| EXERCISE REQUIREMENTS |
Return the lines from the start of the data through the line with "use unicode_width::UnicodeWidthStr;". Include both of those lines and no others.

>>>

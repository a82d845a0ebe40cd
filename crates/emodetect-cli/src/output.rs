//! Terminal output formatting.

use colored::{ColoredString, Colorize};
use emodetect_core::emotion::format_score;
use emodetect_core::{AnalysisResult, Emotion, EmotionScores};
use unicode_width::UnicodeWidthStr;

/// Width of the bar drawn for a score of 1.0.
const BAR_WIDTH: usize = 30;

/// Print one analysis result.
pub fn print_result(text: &str, result: &AnalysisResult) {
    println!("{} {}", "Statement:".bold(), text.cyan());
    println!();

    match result {
        AnalysisResult::Scores(scores) => print_scores(scores),
        AnalysisResult::Failed(failure) => {
            println!("{} {}", "✗".red().bold(), failure);
        }
    }
}

/// Print the five scores as bars, highlighting the dominant emotion.
pub fn print_scores(scores: &EmotionScores) {
    let dominant = scores.dominant_emotion();

    for (emotion, score) in scores.iter() {
        let filled = ((score.clamp(0.0, 1.0) * BAR_WIDTH as f64).round()) as usize;
        let bar = format!("{}{}", "█".repeat(filled), "░".repeat(BAR_WIDTH - filled));
        let name = pad_right(emotion.as_str(), 8);

        if emotion == dominant {
            println!("  {} {} {}", name.bold(), emotion_color(emotion, &bar), format_score(score).bold());
        } else {
            println!("  {} {} {}", name, bar.dimmed(), format_score(score));
        }
    }

    println!();
    println!("{} {}", "Dominant emotion:".bold(), emotion_color(dominant, dominant.as_str()).bold());
}

/// Print the header of the statement / dominant emotion table.
pub fn print_check_header() {
    println!("{} | {}", pad_right("Statement", 50), pad_right("Dominant Emotion", 20));
    println!("{} | {}", "-".repeat(50), "-".repeat(20));
}

/// Print one row of the statement / dominant emotion table.
pub fn print_check_row(statement: &str, result: &AnalysisResult) {
    let statement = pad_right(&truncate(statement, 50), 50);
    match result.dominant_emotion() {
        Some(emotion) => println!("{} | {}", statement, emotion_color(emotion, emotion.as_str())),
        None => println!("{} | {}", statement, "N/A".dimmed()),
    }
}

fn emotion_color(emotion: Emotion, s: &str) -> ColoredString {
    match emotion {
        Emotion::Anger => s.red(),
        Emotion::Disgust => s.green(),
        Emotion::Fear => s.magenta(),
        Emotion::Joy => s.yellow(),
        Emotion::Sadness => s.blue(),
    }
}

/// Pad a plain string to a given visual width (right-padded).
fn pad_right(s: &str, width: usize) -> String {
    let visual = UnicodeWidthStr::width(s);
    if visual >= width {
        s.to_string()
    } else {
        format!("{}{}", s, " ".repeat(width - visual))
    }
}

/// Truncate a string to a visual width, ending with "..." when cut.
fn truncate(s: &str, max_width: usize) -> String {
    if UnicodeWidthStr::width(s) <= max_width {
        return s.to_string();
    }

    let mut out = String::new();
    let mut width = 0;
    for c in s.chars() {
        let w = unicode_width::UnicodeWidthChar::width(c).unwrap_or(0);
        if width + w > max_width.saturating_sub(3) {
            break;
        }
        out.push(c);
        width += w;
    }
    out.push_str("...");
    out
}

<<<

| SOLUTION FOR THIS TASK |
repository a82d845a0ebe40cd
filename crates/emodetect-cli/src/output.rs
//! Terminal output formatting.

use colored::{ColoredString, Colorize};
use emodetect_core::emotion::format_score;
use emodetect_core::{AnalysisResult, Emotion, EmotionScores};
use unicode_width::UnicodeWidthStr;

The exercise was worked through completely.